第一章 新鄰居
濕滑的青石板,昏暗的月光,雲霧繚繞,空氣中彌散著一片死寂,不遠處一間小木房子被黑暗籠罩著……
「噗通…「無精打採的老槐樹,一隻烏鴉煽動著翅膀,很快消失在黑夜之中。
「這是哪?」薛寒光著腳,踩在冰涼的青石板上,壓低著嗓音喊道:「有人嗎?」
聲音很快被黑夜吞噬,看著黑暗中的木房子,薛寒小心翼翼的走了過去,慢慢的,有股力量開始束縛著他的身體,隨著距離的靠近,這股力量越加強烈。
「嘎……」
一聲悠長的開門聲,木門莫名其妙緩緩的自動打開了,薛寒被這股力量牽引著,走了進去。
「當」
門突然關閉了。
黑夜中,借著昏暗的光線,在薛寒的對面隱隱約約出現一個人影,看不清樣貌,只是那人一動不動,正死死的盯著他。
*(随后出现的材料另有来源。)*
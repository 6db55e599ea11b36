//! Which days and hours belong to a block.
//!
//! Hours are numbered hour-ending (HE1 is 00:00-01:00). On the spring-forward
//! day HE3 does not exist; on the fall-back day HE2 happens twice, which is
//! reported as [`Special::Long`] so that callers can expect a second row for it.

use crate::calendar::Calendar;
use crate::models::{Block, Iso, PeakWindow, Special};
use crate::ConfigurationError;
use time::Date;
use tracing::{Level, event};

/// The hour-ending skipped on the spring-forward day
const SHORT_HOUR: u8 = 3;
/// The hour-ending repeated on the fall-back day
const LONG_HOUR: u8 = 2;

/// The outcome of [`is_relevant_hour`].
#[derive(Clone, Copy, Debug, PartialEq, Eq)]
pub struct HourRelevance {
    /// Whether the hour counts towards the block
    pub relevant: bool,
    /// Set when the hour needs a duplicate row
    pub special: Option<Special>,
}

impl HourRelevance {
    const NONE: Self = Self {
        relevant: false,
        special: None,
    };
}

/// Whether `date` is a day on which the block has any hours.
///
/// The market does not affect the answer; it is accepted so that every
/// relevance question is asked the same way.
pub fn is_relevant_day(calendar: &Calendar, block: Block, _iso: Iso, date: Date) -> bool {
    match block {
        Block::OnPeak => calendar.is_peak_day(date),
        Block::OffPeak | Block::DailyPeak | Block::Atc | Block::Wrap => true,
        Block::WeekendPeak => calendar.is_offpeak_day(date),
        Block::Hourly => false,
    }
}

/// Whether hour-ending `hour_ending` of `date` belongs to the block in `iso`.
///
/// Fails when the market has no peak window.
pub fn is_relevant_hour(
    calendar: &Calendar,
    block: Block,
    iso: Iso,
    hour_ending: u8,
    date: Date,
) -> Result<HourRelevance, ConfigurationError> {
    let window = iso.peak_window()?;
    Ok(hour_relevance(calendar, block, window, hour_ending, date))
}

/// [`is_relevant_hour`] with the market's window already resolved.
pub(crate) fn hour_relevance(
    calendar: &Calendar,
    block: Block,
    window: PeakWindow,
    hour_ending: u8,
    date: Date,
) -> HourRelevance {
    let relevant = match block {
        Block::OnPeak | Block::DailyPeak | Block::WeekendPeak => window.contains(hour_ending),
        Block::Atc | Block::Hourly => true,
        Block::Wrap => calendar.is_offpeak_day(date) || !window.contains(hour_ending),
        Block::OffPeak => !window.contains(hour_ending),
    };

    if !relevant {
        return HourRelevance::NONE;
    }

    let transition = calendar.is_dst_transition(date);
    if transition.short_day && hour_ending == SHORT_HOUR {
        event!(Level::INFO, short_day = %date, short_hour = hour_ending);
        HourRelevance::NONE
    } else if transition.long_day && hour_ending == LONG_HOUR {
        event!(Level::INFO, long_day = %date, long_hour = hour_ending);
        HourRelevance {
            relevant: true,
            special: Some(Special::Long),
        }
    } else {
        HourRelevance {
            relevant: true,
            special: None,
        }
    }
}

/// The number of hours a full day of the block is expected to contain.
///
/// Only the 7x24, Wrap, 5x16, 7x16 and 7x8 blocks have a rule.
pub fn get_required_hours(
    calendar: &Calendar,
    block: Block,
    date: Date,
) -> Result<f64, ConfigurationError> {
    match block {
        Block::Atc => Ok(24.0 + calendar.dst_hour(date)),
        Block::Wrap if calendar.is_peak_day(date) => Ok(16.0),
        Block::Wrap => Ok(8.0 + calendar.dst_hour(date)),
        Block::OnPeak | Block::DailyPeak => Ok(16.0),
        Block::OffPeak => Ok(8.0 + calendar.dst_hour(date)),
        Block::WeekendPeak | Block::Hourly => Err(ConfigurationError::UnsupportedBlock(block)),
    }
}
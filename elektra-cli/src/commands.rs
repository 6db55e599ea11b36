use super::{IOArgs, OutputArgs};
use clap::Subcommand;
use time::Date;

mod convert;
mod schema;

pub use convert::{Conversion, FlowArgs, parse_date};
pub use schema::RequestKind;

#[derive(Subcommand)]
pub enum Commands {
    /// Average an hourly price feed into a daily or monthly block price
    Create {
        #[command(flatten)]
        io: IOArgs,
    },

    /// Check one day of an hourly price feed and report every hour it covers
    Scrub {
        #[command(flatten)]
        io: IOArgs,
    },

    /// Reshape a contract volume into other blocks, day by day
    Translate {
        #[command(flatten)]
        io: IOArgs,
    },

    /// Blend monthly prices for two blocks into one hour-weighted price
    Merge {
        #[command(flatten)]
        io: IOArgs,
    },

    /// Report the hours of one block contributed by a unit of another
    Convert {
        #[command(flatten)]
        flow: FlowArgs,
    },

    /// Report whether a date is a daylight-saving transition
    Dst {
        /// The date to check (YYYY-MM-DD)
        #[arg(short, long, value_parser = parse_date)]
        date: Date,

        #[command(flatten)]
        output: OutputArgs,
    },

    /// Print the JSON Schema of a request body
    Schema {
        /// The request to describe
        request: RequestKind,

        #[command(flatten)]
        output: OutputArgs,
    },
}
use super::{Block, Map};
use time::Date;

/// The unit a translated volume is reported in.
#[derive(Clone, Copy, Debug, PartialEq, Eq)]
#[cfg_attr(feature = "schemars", derive(schemars::JsonSchema))]
#[cfg_attr(
    feature = "serde",
    derive(serde::Serialize, serde::Deserialize),
    serde(try_from = "String")
)]
pub enum VolumeUnit {
    /// Capacity: a day with any hours in the block carries the flat volume
    #[cfg_attr(feature = "serde", serde(rename = "MW"))]
    Mw,
    /// Energy: the volume is multiplied by the block's hours that day
    #[cfg_attr(feature = "serde", serde(rename = "MWh"))]
    Mwh,
}

label_enum!(VolumeUnit, UnknownUnit, {
    Mw => "MW",
    Mwh => "MWh",
});

/// One day of a translated contract.
#[derive(Clone, Debug, PartialEq)]
#[cfg_attr(feature = "schemars", derive(schemars::JsonSchema))]
#[cfg_attr(feature = "serde", derive(serde::Serialize, serde::Deserialize))]
pub struct BlockRow {
    /// The flow date
    #[cfg_attr(feature = "serde", serde(with = "super::ymd"))]
    #[cfg_attr(feature = "schemars", schemars(with = "String"))]
    pub date: Date,
    /// The converted volume for each requested output block
    pub volumes: Map<Block>,
}

/// A per-day table of volumes, one column per output block.
#[derive(Clone, Debug, Default, PartialEq)]
#[cfg_attr(feature = "schemars", derive(schemars::JsonSchema))]
#[cfg_attr(
    feature = "serde",
    derive(serde::Serialize, serde::Deserialize),
    serde(transparent)
)]
pub struct BlockTable(pub Vec<BlockRow>);

impl BlockTable {
    /// The rows of the table, in date order
    pub fn rows(&self) -> &[BlockRow] {
        &self.0
    }

    /// The sum of one column over every day (zero for an absent column)
    pub fn total(&self, block: Block) -> f64 {
        self.0
            .iter()
            .filter_map(|row| row.volumes.get(&block))
            .sum()
    }

    /// The value of one cell, if present
    pub fn get(&self, date: Date, block: Block) -> Option<f64> {
        self.0
            .iter()
            .find(|row| row.date == date)
            .and_then(|row| row.volumes.get(&block).copied())
    }
}
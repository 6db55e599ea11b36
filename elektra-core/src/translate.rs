//! Contract volumes and prices re-expressed in other blocks.

use crate::ConfigurationError;
use crate::calendar::{Calendar, first_hour_of_day};
use crate::conversion::ConversionMatrix;
use crate::models::{Block, BlockPrices, BlockRow, BlockTable, Frequency, Iso, Map, MergedPrices, VolumeUnit};
use time::Date;
use tracing::{Level, event};

/// A volume of one block over a contract period.
#[derive(Clone, Copy, Debug, PartialEq)]
pub struct Contract {
    /// The market the contract settles in
    pub iso: Iso,
    /// The contract volume, in MW
    pub volume: f64,
    /// Daily contracts cover `start` alone; monthly ones run to the end of its month
    pub frequency: Frequency,
    /// The first flow date
    pub start: Date,
    /// The block the volume is written in
    pub block: Block,
}

/// One row per day of the contract, one column per output block.
///
/// With [`VolumeUnit::Mwh`] a cell holds the volume times the hours the
/// conversion yields; with [`VolumeUnit::Mw`] any day with hours in the
/// output block carries the flat volume.
pub fn translate_blocks(
    calendar: &Calendar,
    matrix: &ConversionMatrix,
    contract: &Contract,
    outputs: &[Block],
    unit: VolumeUnit,
) -> Result<BlockTable, ConfigurationError> {
    let rows = contract
        .frequency
        .day_range(contract.start)
        .map(|date| -> Result<BlockRow, ConfigurationError> {
            let volumes = outputs
                .iter()
                .map(|&output| -> Result<(Block, f64), ConfigurationError> {
                    let hours =
                        matrix.convert(calendar, first_hour_of_day(date), contract.block, output)?;
                    let factor = match unit {
                        VolumeUnit::Mw if hours != 0.0 => 1.0,
                        VolumeUnit::Mw | VolumeUnit::Mwh => hours,
                    };
                    let value = factor * contract.volume;
                    event!(
                        Level::DEBUG,
                        %date,
                        input = %contract.block,
                        %output,
                        hours,
                        value,
                        "translated volume"
                    );
                    Ok((output, value))
                })
                .collect::<Result<Map<Block>, _>>()?;
            Ok(BlockRow { date, volumes })
        })
        .collect::<Result<Vec<_>, _>>()?;

    Ok(BlockTable(rows))
}

/// Blends each month's two block prices into one, weighted by block hours.
///
/// The hours come from translating a unit 7x24 volume over the month.
/// `output_block` names what the blend represents; it does not change the
/// weighting.
pub fn merge_block_prices(
    calendar: &Calendar,
    matrix: &ConversionMatrix,
    iso: Iso,
    output_block: Block,
    rows: &[BlockPrices],
) -> Result<Vec<MergedPrices>, ConfigurationError> {
    rows.iter()
        .map(|row| -> Result<MergedPrices, ConfigurationError> {
            let (blocks, prices): (Vec<Block>, Vec<f64>) =
                row.prices.iter().map(|(block, price)| (*block, *price)).unzip();
            let ([first, second], [first_price, second_price]) =
                (blocks.as_slice(), prices.as_slice())
            else {
                return Err(ConfigurationError::MergeShape(blocks.len()));
            };

            let contract = Contract {
                iso,
                volume: 1.0,
                frequency: Frequency::Monthly,
                start: row.month,
                block: Block::Atc,
            };
            let hours = translate_blocks(
                calendar,
                matrix,
                &contract,
                &[*first, *second],
                VolumeUnit::Mwh,
            )?;
            let first_hours = hours.total(*first);
            let second_hours = hours.total(*second);

            let total = (first_price * first_hours + second_price * second_hours)
                / (first_hours + second_hours);
            event!(
                Level::DEBUG,
                month = %row.month,
                %output_block,
                first_hours,
                second_hours,
                total,
                "merged block prices"
            );

            Ok(MergedPrices {
                month: row.month,
                prices: row.prices.clone(),
                total,
            })
        })
        .collect()
}
#![doc = include_str!("../README.md")]
use clap::Parser;
use elektra_core::models::{
    CreatePricesRequest, MergeRequest, PriceResponse, ScrubPricesRequest, TranslateRequest,
};
use elektra_core::{Elektra, ElektraError};
use serde::Serialize;
use std::io::stdout;
use std::path::PathBuf;
use std::process::ExitCode;

mod io;
pub use io::*;

mod commands;
pub use commands::*;

mod config;
pub use config::{AppConfig, LogConfig};

// The top-level arguments: where to find configuration, and which subcommand to execute
#[derive(Parser)]
#[command(name = "elektra", version, about, long_about = None)]
pub struct BaseArgs {
    /// Path to a TOML configuration file
    #[arg(short, long, global = true, env = "ELEKTRA_CONFIG")]
    pub config: Option<PathBuf>,

    #[command(subcommand)]
    pub command: Commands,
}

impl BaseArgs {
    pub fn evaluate(self, elektra: &Elektra) -> anyhow::Result<()> {
        match self.command {
            Commands::Create { io } => {
                let request = serde_json::from_reader::<_, CreatePricesRequest>(io.read()?)?;
                let price = elektra.create_prices(&request)?;
                serde_json::to_writer_pretty(io.write()?, &PriceResponse { price })?;
            }
            Commands::Scrub { io } => {
                let request = serde_json::from_reader::<_, ScrubPricesRequest>(io.read()?)?;
                let hours = elektra.scrub_hourly_prices(&request)?;
                serde_json::to_writer_pretty(io.write()?, &hours)?;
            }
            Commands::Translate { io } => {
                let request = serde_json::from_reader::<_, TranslateRequest>(io.read()?)?;
                let table = elektra.translate_blocks(&request)?;
                serde_json::to_writer_pretty(io.write()?, &table)?;
            }
            Commands::Merge { io } => {
                let request = serde_json::from_reader::<_, MergeRequest>(io.read()?)?;
                let merged = elektra.merge_block_prices(&request)?;
                serde_json::to_writer_pretty(io.write()?, &merged)?;
            }
            Commands::Convert { flow } => {
                let conversion = flow.evaluate(elektra)?;
                serde_json::to_writer_pretty(stdout().lock(), &conversion)?;
            }
            Commands::Dst { date, output } => {
                let transition = elektra.is_dst_transition(date);
                serde_json::to_writer_pretty(output.write()?, &transition)?;
            }
            Commands::Schema { request, output } => {
                serde_json::to_writer_pretty(output.write()?, &request.schema())?;
            }
        }

        Ok(())
    }
}

/// The JSON body reported when a command fails.
#[derive(Debug, Serialize, PartialEq)]
pub struct Failure {
    success: bool,
    error: FailureDetail,
    #[serde(skip)]
    client: bool,
}

#[derive(Debug, Serialize, PartialEq)]
struct FailureDetail {
    #[serde(rename = "type")]
    kind: String,
    message: String,
}

impl Failure {
    /// Classifies an error the way a service boundary would: rejected
    /// requests report their kind and message, anything else is opaque.
    pub fn from_error(error: &anyhow::Error) -> Self {
        if let Some(err) = error.downcast_ref::<ElektraError>() {
            Self::new(err.kind(), err.to_string(), err.is_client_error())
        } else if let Some(err) = error.downcast_ref::<CliError>() {
            Self::new("NotFound", err.to_string(), true)
        } else if let Some(err) = error.downcast_ref::<serde_json::Error>()
            && (err.is_data() || err.is_syntax() || err.is_eof())
        {
            Self::new("ValidationError", err.to_string(), true)
        } else {
            Self::new("Unexpected", "An unexpected error has occurred.".to_owned(), false)
        }
    }

    fn new(kind: &str, message: String, client: bool) -> Self {
        Self {
            success: false,
            error: FailureDetail {
                kind: kind.to_owned(),
                message,
            },
            client,
        }
    }

    /// The error type name
    pub fn kind(&self) -> &str {
        &self.error.kind
    }

    /// The human-readable message
    pub fn message(&self) -> &str {
        &self.error.message
    }

    /// 2 for a rejected request, 1 for anything else
    pub fn exit_code(&self) -> ExitCode {
        if self.client {
            ExitCode::from(2)
        } else {
            ExitCode::FAILURE
        }
    }
}

#[derive(thiserror::Error, Debug)]
pub enum CliError {
    #[error("Config file {} does not exist", .0.display())]
    MissingConfig(PathBuf),
    #[error("Request file {} does not exist", .0.display())]
    MissingInput(PathBuf),
}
薛寒慢慢的向前靠近,他抬起了手臂向人影伸了過去,「咚「,他的手指撞到了什麼硬物上面。
只見人影在他眼前不停的左右搖晃,薛寒定睛一看,哪有什麼人,原來是一面鏡子,被自己撞倒,鏡子不停的抖動。
看著鏡子,薛寒感到後背一陣冰涼,只見鏡中的自己突然嘴角上揚,對他詭異的微笑了起來。
薛寒臉色鐵青,目瞪口呆,站在原地整個人都僵硬了,突然鏡中向外伸出了一雙手,一把將他拽入到鏡子當中。
「啊!」一聲尖叫劃破了寂靜的黑夜。
薛寒一下子從床上驚坐了起來,滿頭大汗,看了看窗外炎熱的天氣,他慶幸這只是中午做的一場夢。
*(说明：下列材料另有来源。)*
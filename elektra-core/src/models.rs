/// Implements `FromStr`, `Display` and `TryFrom<String>` for a label enum,
/// matching labels case-insensitively.
macro_rules! label_enum {
    ($enum:ident, $error:ident, { $($variant:ident => $label:literal),+ $(,)? }) => {
        impl $enum {
            /// Every variant, in declaration order
            pub const ALL: &'static [$enum] = &[$($enum::$variant),+];

            /// The canonical label for this variant
            pub fn as_str(&self) -> &'static str {
                match self {
                    $($enum::$variant => $label),+
                }
            }
        }

        impl std::str::FromStr for $enum {
            type Err = crate::ConfigurationError;

            fn from_str(s: &str) -> Result<Self, Self::Err> {
                $(
                    if s.eq_ignore_ascii_case($label) {
                        return Ok($enum::$variant);
                    }
                )+
                Err(crate::ConfigurationError::$error(s.to_owned()))
            }
        }

        impl TryFrom<String> for $enum {
            type Error = crate::ConfigurationError;

            fn try_from(value: String) -> Result<Self, Self::Error> {
                value.parse()
            }
        }

        impl std::fmt::Display for $enum {
            fn fmt(&self, f: &mut std::fmt::Formatter<'_>) -> std::fmt::Result {
                f.write_str(self.as_str())
            }
        }
    };
}

mod block;
mod frequency;
mod iso;
mod map;
mod price;
mod request;
mod volume;

pub use block::Block;
pub use frequency::Frequency;
pub use iso::{Iso, PeakWindow, get_iso_details};
pub use map::Map;
pub use price::{PriceRow, RequiredHour, Special};
pub use request::{
    BlockPrices, CreatePricesRequest, MergeRequest, MergedPrices, PriceResponse,
    ScrubPricesRequest, TranslateRequest,
};
pub use volume::{BlockRow, BlockTable, VolumeUnit};

// Dates travel as `YYYY-MM-DD` and date-hours as `YYYY-MM-DD HH:MM`, which is
// what upstream price feeds emit.
#[cfg(feature = "serde")]
time::serde::format_description!(ymd, Date, "[year]-[month]-[day]");

#[cfg(feature = "serde")]
time::serde::format_description!(
    ymd_hm,
    PrimitiveDateTime,
    "[year]-[month]-[day] [hour]:[minute]"
);
/// A named convention grouping the hours of a day into a pricing bucket.
///
/// Labels follow the "days x hours" trading shorthand, e.g. `5x16` is the
/// sixteen peak hours of the five weekdays.
#[derive(Clone, Copy, Debug, PartialEq, Eq, Hash, PartialOrd, Ord)]
#[cfg_attr(feature = "schemars", derive(schemars::JsonSchema))]
#[cfg_attr(
    feature = "serde",
    derive(serde::Serialize, serde::Deserialize),
    serde(try_from = "String")
)]
pub enum Block {
    /// `7x8`: the off-peak hours outside the peak window, every day
    #[cfg_attr(feature = "serde", serde(rename = "7x8"))]
    OffPeak,
    /// `5x16`: the peak window on peak days
    #[cfg_attr(feature = "serde", serde(rename = "5x16"))]
    OnPeak,
    /// `2x16`: the peak window on weekends and holidays
    #[cfg_attr(feature = "serde", serde(rename = "2x16"))]
    WeekendPeak,
    /// `7x24`: every hour of every day
    #[cfg_attr(feature = "serde", serde(rename = "7x24"))]
    Atc,
    /// `7x16`: the peak window, every day
    #[cfg_attr(feature = "serde", serde(rename = "7x16"))]
    DailyPeak,
    /// `1x1`: a single hour
    #[cfg_attr(feature = "serde", serde(rename = "1x1"))]
    Hourly,
    /// `Wrap`: off-peak weekday hours plus all weekend and holiday hours
    Wrap,
}

label_enum!(Block, UnknownBlock, {
    OffPeak => "7x8",
    OnPeak => "5x16",
    WeekendPeak => "2x16",
    Atc => "7x24",
    DailyPeak => "7x16",
    Hourly => "1x1",
    Wrap => "Wrap",
});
「兒子,怎麼啦?「薛寒在夢中叫出了聲,被樓下的母親聽到了。
「沒事,不小心磕了一下腿!」薛寒沒說自己剛剛做了個夢。
薛寒家住在河北秦皇島市的郊區,是個不起眼的村莊,聽說順治元年,清軍入關時,將這個村屠殺殆盡,一百多具屍體全部被拋屍荒野,神奇的是後來沒有人再看到過;李志成率領的起義軍也在這裡跟清軍有過交戰,但是戰敗不得已後撤,死去的士兵有一部分被埋葬於此,形成了一片不小的墳場,而現在村裡面的居民,都是後來從別的地方搬遷過來定居的,其中薛寒母親的娘家人就是這批搬遷居民的後人。
薛寒出生在河南,5歲時父親過世,母親便帶著年幼的他搬回了這裡,做起了服裝生意,獨自將他撫養長大。轉眼間就已經過去了十幾年,薛寒都已經21歲了,上了市裡面的一所大學,關鍵是他性格開朗,與人為善,這讓他母親感到十分的欣慰。
這裡離山海關不遠,雖不繁華,但是也是人來人往,很多外地人來這裡做生意,各式各樣的小店開的沸沸揚揚。
而且這裡的環境很好,村莊後面就是一片山脈,長滿了粗壯的灌木和花草,部分山林已經被開發成旅遊景區,平時熙熙攘攘,也有遊客來參觀遊玩。
薛寒放假在家的時候,喜歡獨自一人去山裡攀玩,而且發現了很多神秘有趣的地方,比如在滿是竹林的山坡上,由於塌陷掉進了一個裝滿陶瓷瓦罐的洞穴;來到山林的深處,山水沖刷出來的清涼山泉池就隱藏在山谷下面等等,生活在這裡,也算是過的歡暢自在。
今年的暑假依然天氣炎熱,中午外面的溫度三十七八度,滿頭是汗的薛寒剛從夢中驚醒,還心有餘悸,突然一陣剎車聲傳來,吸引了他的注意。
薛寒站到窗邊,只見一輛大貨車停在他家對面,後面還跟了一輛小轎車……
對面是一棟兩層的老木房子,距離他家不超過10米,全身刷了一層清墨色的油漆,聽說快有一百年的歷史了。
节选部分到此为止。